Wednesday, August 6, 2014

fresh start

I'm finally doing it!
I have been playing with the idea of breaking up with my old blog, (aka turning it into more of a private journal) and starting over fresh. I have been in a blogging rut for the past year (or two...) and am hoping that a brand new space will make me more excited and inspired to write and create and share. I want to be happy with all of the content that I put on here, because in the past, that hasn't always been the case. Let's be honest, past Anna embarrasses me sometimes... (we've all been there, right?) (right?) (Bueller?) (cliché movie reference anyone?) And no, that's not a secret way of saying that I'm going to try and make it seem like I have a perfect life. Because I don't. And everyone knows it. Because NOBODY has a perfect life. (hard as it is to believe sometimes.) I know that some people get all up in arms about those who do decide to portray their lives like that, and I get it. I've been there. I've seen those people who seem to have mastered every facet of everything you can only dream of doing and being. Those people who's imperfections don't actually seem like imperfections and, even on their "bad days", look better than you on a good day. I'm just saying that I feel like I have the right to pick and choose what I put out there into the internet universe. And I am choosing to only put content out that makes me happy. Because, as we all know, but too often forget, happiness is key.
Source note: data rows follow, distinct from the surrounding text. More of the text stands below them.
// src/gradient.rs
//
// Gradient-operator generation. Instead of a runtime tape, differentiation
// here is a net-to-net transformation: each differentiable operator type has
// a generator that emits the operator records computing its input gradients,
// and `add_gradient_operators` stitches those records onto the net in
// reverse topological order.

use std::collections::{HashMap, HashSet};

use log::{debug, trace};

use crate::error::GradNetError;
use crate::net::{NetDef, OperatorDef};

/// Canonical name of the gradient blob for `name`.
pub fn grad_blob_name(name: &str) -> String {
    format!("{name}_grad")
}

/// The records a gradient generator emits for one forward operator, plus the
/// gradient blob name (if any) for each forward input, positionally.
#[derive(Debug)]
pub struct GradientOps {
    pub ops: Vec<OperatorDef>,
    pub input_grads: Vec<Option<String>>,
}

/// Generates the gradient records for one forward operator record.
pub type GradientFn = fn(&OperatorDef) -> Result<GradientOps, GradNetError>;

/// Maps operator-type names to their gradient generators. Fill operators are
/// listed as gradient-free: they produce leaves, so the generator skips them
/// silently instead of erroring.
pub struct GradientRegistry {
    generators: HashMap<&'static str, GradientFn>,
    gradient_free: HashSet<&'static str>,
}

impl GradientRegistry {
    pub fn empty() -> Self {
        GradientRegistry {
            generators: HashMap::new(),
            gradient_free: HashSet::new(),
        }
    }

    /// A registry with generators for every differentiable built-in
    /// operator.
    pub fn with_builtin_gradients() -> Self {
        let mut registry = GradientRegistry::empty();
        registry.register("PrependDim", prepend_dim_gradient);
        registry.register("MergeDim", merge_dim_gradient);
        registry.register("DotProduct", dot_product_gradient);
        registry.mark_gradient_free("GivenTensorFill");
        registry.mark_gradient_free("ConstantFill");
        registry
    }

    pub fn register(&mut self, name: &'static str, generator: GradientFn) {
        self.generators.insert(name, generator);
    }

    /// Marks an operator type as having no inputs to differentiate.
    pub fn mark_gradient_free(&mut self, name: &'static str) {
        self.gradient_free.insert(name);
    }

    pub fn generator_for(&self, op_type: &str) -> Option<GradientFn> {
        self.generators.get(op_type).copied()
    }

    pub fn is_gradient_free(&self, op_type: &str) -> bool {
        self.gradient_free.contains(op_type)
    }
}

impl Default for GradientRegistry {
    fn default() -> Self {
        GradientRegistry::with_builtin_gradients()
    }
}

// --- Built-in gradient generators ---

/// PrependDim's gradient is MergeDim: folding the prepended dimension back
/// restores the original shape.
fn prepend_dim_gradient(op: &OperatorDef) -> Result<GradientOps, GradNetError> {
    let grad_out = grad_blob_name(&op.outputs[0]);
    let grad_in = grad_blob_name(&op.inputs[0]);
    Ok(GradientOps {
        ops: vec![OperatorDef::new("MergeDim")
            .input(grad_out)
            .output(grad_in.clone())],
        input_grads: vec![Some(grad_in)],
    })
}

/// MergeDim's gradient reshapes the output gradient back to the input's
/// shape via ResizeLike.
fn merge_dim_gradient(op: &OperatorDef) -> Result<GradientOps, GradNetError> {
    let grad_out = grad_blob_name(&op.outputs[0]);
    let grad_in = grad_blob_name(&op.inputs[0]);
    Ok(GradientOps {
        ops: vec![OperatorDef::new("ResizeLike")
            .input(grad_out)
            .input(op.inputs[0].clone())
            .output(grad_in.clone())],
        input_grads: vec![Some(grad_in)],
    })
}

fn dot_product_gradient(op: &OperatorDef) -> Result<GradientOps, GradNetError> {
    let grad_out = grad_blob_name(&op.outputs[0]);
    let grad_x = grad_blob_name(&op.inputs[0]);
    let grad_y = grad_blob_name(&op.inputs[1]);
    Ok(GradientOps {
        ops: vec![OperatorDef::new("DotProductGradient")
            .input(op.inputs[0].clone())
            .input(op.inputs[1].clone())
            .input(grad_out)
            .output(grad_x.clone())
            .output(grad_y.clone())],
        input_grads: vec![Some(grad_x), Some(grad_y)],
    })
}

// --- Generation pass ---

/// Finds the first unclaimed (op index, output index) slot producing
/// `grad_name` among freshly generated gradient ops.
fn find_producing_slot(
    ops: &[OperatorDef],
    grad_name: &str,
    claimed: &HashSet<(usize, usize)>,
) -> Option<(usize, usize)> {
    for (i, op) in ops.iter().enumerate() {
        for (j, output) in op.outputs.iter().enumerate() {
            if output == grad_name && !claimed.contains(&(i, j)) {
                return Some((i, j));
            }
        }
    }
    None
}

impl NetDef {
    /// Appends gradient operators computing d(output)/d(blob) for every blob
    /// feeding the requested outputs, using the built-in gradient registry.
    ///
    /// Mirrors the classic "add gradient operators" net transformation:
    /// each output gradient is seeded with ones, then the forward operators
    /// are walked in reverse emitting their gradient records. Gradient blobs
    /// are named `<blob>_grad`.
    pub fn add_gradient_operators(&mut self, outputs: &[&str]) -> Result<(), GradNetError> {
        add_gradient_operators_with(self, outputs, &GradientRegistry::with_builtin_gradients())
    }
}

/// Same as [`NetDef::add_gradient_operators`] with an explicit registry.
pub fn add_gradient_operators_with(
    net: &mut NetDef,
    outputs: &[&str],
    registry: &GradientRegistry,
) -> Result<(), GradNetError> {
    debug!(
        "generating gradient operators for net '{}' w.r.t. {:?}",
        net.name, outputs
    );

    // blob name -> name of the blob holding its gradient
    let mut grad_map: HashMap<String, String> = HashMap::new();
    let mut autosplit_counts: HashMap<String, usize> = HashMap::new();
    let mut generated: Vec<OperatorDef> = Vec::new();

    // Seed each requested output's gradient with ones.
    for &output in outputs {
        let grad_name = grad_blob_name(output);
        generated.push(
            OperatorDef::new("ConstantFill")
                .input(output)
                .output(grad_name.clone())
                .arg_float("value", 1.0)
                .on_device(net.device),
        );
        grad_map.insert(output.to_string(), grad_name);
    }

    for op in net.ops.iter().rev() {
        let gradient_flows = op.outputs.iter().any(|o| grad_map.contains_key(o));
        if !gradient_flows {
            trace!("skipping '{}', no gradient flows through it", op.op_type);
            continue;
        }
        let generator = match registry.generator_for(&op.op_type) {
            Some(generator) => generator,
            None if registry.is_gradient_free(&op.op_type) => continue,
            None => {
                return Err(GradNetError::NoGradientDefined {
                    op_type: op.op_type.clone(),
                })
            }
        };

        let mut gradient_ops = generator(op)?;
        for g in &mut gradient_ops.ops {
            g.device = op.device;
        }

        if gradient_ops.input_grads.len() != op.inputs.len() {
            return Err(GradNetError::InternalError(format!(
                "gradient generator for '{}' returned {} input grads for {} inputs",
                op.op_type,
                gradient_ops.input_grads.len(),
                op.inputs.len()
            )));
        }

        // Record each produced input gradient; a second contribution to the
        // same blob is renamed and folded in with a Sum op. Output slots are
        // claimed positionally so an op writing the same gradient name twice
        // (e.g. DotProduct(X, X)) renames only the duplicate slot.
        let mut claimed: HashSet<(usize, usize)> = HashSet::new();
        let mut sums: Vec<OperatorDef> = Vec::new();
        for (input, maybe_grad) in op.inputs.iter().zip(&gradient_ops.input_grads) {
            let Some(grad_name) = maybe_grad else { continue };
            let slot = find_producing_slot(&gradient_ops.ops, grad_name, &claimed);
            if let Some(existing) = grad_map.get(input).cloned() {
                let count = autosplit_counts.entry(input.clone()).or_insert(0);
                *count += 1;
                let split_name = format!("{grad_name}_autosplit_{count}");
                if let Some((i, j)) = slot {
                    gradient_ops.ops[i].outputs[j] = split_name.clone();
                    claimed.insert((i, j));
                }
                sums.push(
                    OperatorDef::new("Sum")
                        .input(existing.clone())
                        .input(split_name)
                        .output(existing)
                        .on_device(op.device),
                );
            } else {
                if let Some(slot) = slot {
                    claimed.insert(slot);
                }
                grad_map.insert(input.clone(), grad_name.clone());
            }
        }
        gradient_ops.ops.append(&mut sums);

        generated.append(&mut gradient_ops.ops);
    }

    debug!("generated {} gradient operators", generated.len());
    net.ops.append(&mut generated);
    Ok(())
}

#[cfg(test)]
mod tests {
    use super::*;

    fn prepend_dot_net() -> NetDef {
        let mut net = NetDef::new("net");
        net.given_tensor_fill("X", &[4, 2], vec![0.0; 8]);
        net.given_tensor_fill("Y", &[2, 2, 2], vec![0.0; 8]);
        net.prepend_dim("X", "X_out", 2);
        net.dot_product("X_out", "Y", "Z");
        net
    }

    #[test]
    fn test_generated_op_sequence() {
        let mut net = prepend_dot_net();
        net.add_gradient_operators(&["Z"]).unwrap();

        let types: Vec<_> = net.ops.iter().map(|o| o.op_type.as_str()).collect();
        assert_eq!(
            types,
            vec![
                "GivenTensorFill",
                "GivenTensorFill",
                "PrependDim",
                "DotProduct",
                "ConstantFill",
                "DotProductGradient",
                "MergeDim",
            ]
        );
    }

    #[test]
    fn test_gradient_blob_naming() {
        let mut net = prepend_dot_net();
        net.add_gradient_operators(&["Z"]).unwrap();

        let merge = net.ops.last().unwrap();
        assert_eq!(merge.inputs, vec!["X_out_grad"]);
        assert_eq!(merge.outputs, vec!["X_grad"]);

        let dot_grad = &net.ops[net.ops.len() - 2];
        assert_eq!(dot_grad.inputs, vec!["X_out", "Y", "Z_grad"]);
        assert_eq!(dot_grad.outputs, vec!["X_out_grad", "Y_grad"]);
    }

    #[test]
    fn test_seed_is_constant_fill_of_ones() {
        let mut net = prepend_dot_net();
        net.add_gradient_operators(&["Z"]).unwrap();

        let seed = &net.ops[4];
        assert_eq!(seed.op_type, "ConstantFill");
        assert_eq!(seed.inputs, vec!["Z"]);
        assert_eq!(seed.outputs, vec!["Z_grad"]);
        assert_eq!(seed.float_arg_or("value", 0.0).unwrap(), 1.0);
    }

    #[test]
    fn test_shared_input_gets_sum() {
        // X feeds both sides of the dot product, so X_grad receives two
        // contributions that must be folded with a Sum op.
        let mut net = NetDef::new("net");
        net.given_tensor_fill("X", &[2, 2], vec![0.0; 4]);
        net.dot_product("X", "X", "Z");
        net.add_gradient_operators(&["Z"]).unwrap();

        let sum = net
            .ops
            .iter()
            .find(|o| o.op_type == "Sum")
            .expect("expected a Sum op for the duplicated gradient");
        assert_eq!(sum.inputs, vec!["X_grad", "X_grad_autosplit_1"]);
        assert_eq!(sum.outputs, vec!["X_grad"]);
    }

    #[test]
    fn test_no_gradient_defined_error() {
        let mut net = NetDef::new("net");
        net.given_tensor_fill("A", &[2], vec![0.0; 2]);
        net.given_tensor_fill("B", &[2], vec![0.0; 2]);
        net.add_op(OperatorDef::new("Sum").inputs(["A", "B"]).output("Z"));
        let result = net.add_gradient_operators(&["Z"]);
        assert!(matches!(
            result,
            Err(GradNetError::NoGradientDefined { .. })
        ));
    }

    #[test]
    fn test_unrelated_ops_are_skipped() {
        let mut net = prepend_dot_net();
        // A dangling fill that feeds nothing on the path to Z.
        net.given_tensor_fill("W", &[2], vec![0.0; 2]);
        net.merge_dim("Y", "Y_merged");
        let before = net.ops.len();
        net.add_gradient_operators(&["Z"]).unwrap();

        // No gradient op references Y_merged.
        assert!(net.ops[before..]
            .iter()
            .all(|o| !o.inputs.iter().any(|i| i == "Y_merged_grad")));
    }
}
One thing that makes me happy and that I am very grateful for, is that technology was not quite so advanced back when I was a teenager. As much as I love my smart phone and Instagram and other social networking sites, I'm glad that I didn't have them in Jr. high and high school. (with the exception of Facebook which I got four months before I graduated.) I'm glad that I got to live in the age of chunky Nokia phones that you could play Snake on. And then later, flip phones, where the coolest thing ever was just the fact that you could text, and if you were lucky, have a camera! (on which you could take tiny pixelated selfies before selfies were actually a thing.) And, crazy as it seems, I'm glad that I got to experience the terror and anxiety of having to call my crush on their parent's land line and then trying to play it cool when a family member answered and I had to ask for them. And judging by my very first blog, I can't even imagine how awkward and embarrassing my Instagram feed would have been as a 13, 14, 15 or even 16 year old! I don't know how kids these days do it. 

I guess what I'm getting at is this; I'm glad for my life. Past, present and future. And I'm excited for a fresh start in the blogging world.